Scientific classification
- Kingdom: Animalia
- Phylum: Arthropoda
- Clade: Pancrustacea
- Class: Insecta
- Order: Hymenoptera
- Suborder: Apocrita
- Infraorder: Aculeata
- Family: †Holopsenellidae Engel, Ortega-Blanco & Azevedo, 2016
- Type genus: †Holopsenella Engel et al. 2016
- Genera: †Holopsenella Engel et al., 2016; †Typhopsenella Lepeco & Melo, 2025;
- Diversity: 2 genera

= Holopsenellidae =

Extinct family of wasps

†Holopsenellidae is an extinct family of wasps in the infraorder Aculeata. Specimens have been found in Burmese and Lebanese amber from the Cretaceous period.

== Taxonomy ==
†Holopsenellidae was considered to be a subfamily within Bethylidae by its original authors.

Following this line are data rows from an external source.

use thiserror::Error;

#[derive(Error, Debug)]
pub enum RegistryError {
    #[error("IO error: {0}")]
    IoError(String),
}

impl From<std::io::Error> for RegistryError {
    fn from(err: std::io::Error) -> Self {
        RegistryError::IoError(err.to_string())
    }
}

However, a later study found that the venation of the hind wing was more complete, which corresponds more with Plumariidae, and that the members of †Holopsenella, the type genus which all other genera in the subfamily must be compared to, lack key diagnostic features of Bethylidae. This means that the only genus left in the family was †Holopsenella. The authors also found no solid evidence to place Holopsenellidae in any lower taxon than Aculeata. The other genera that were previously included in Holopsenellidae (†Cretabythus, †Holopsenelliscus and †Megalopsenella) did show the diagnostic features of Bethylidae, and are therefore still considered to be in Bethylidae, but had not yet been assigned to any subfamilies as of 2022. In 2025, a second genus was described, †Typhopsenella, but no updates were made to the taxonomic placement of †Holopsenellidae.

== Etymology ==
The name of the family stems from the name of the type genus, †Holopsenella. This name is composed of two parts. The first is holos, which in Greek means "complete," and the second is psen, which means "wasp". The Latin diminutive psenella is also found in the names of the primitive genera Lytopsenella and Eupsenella.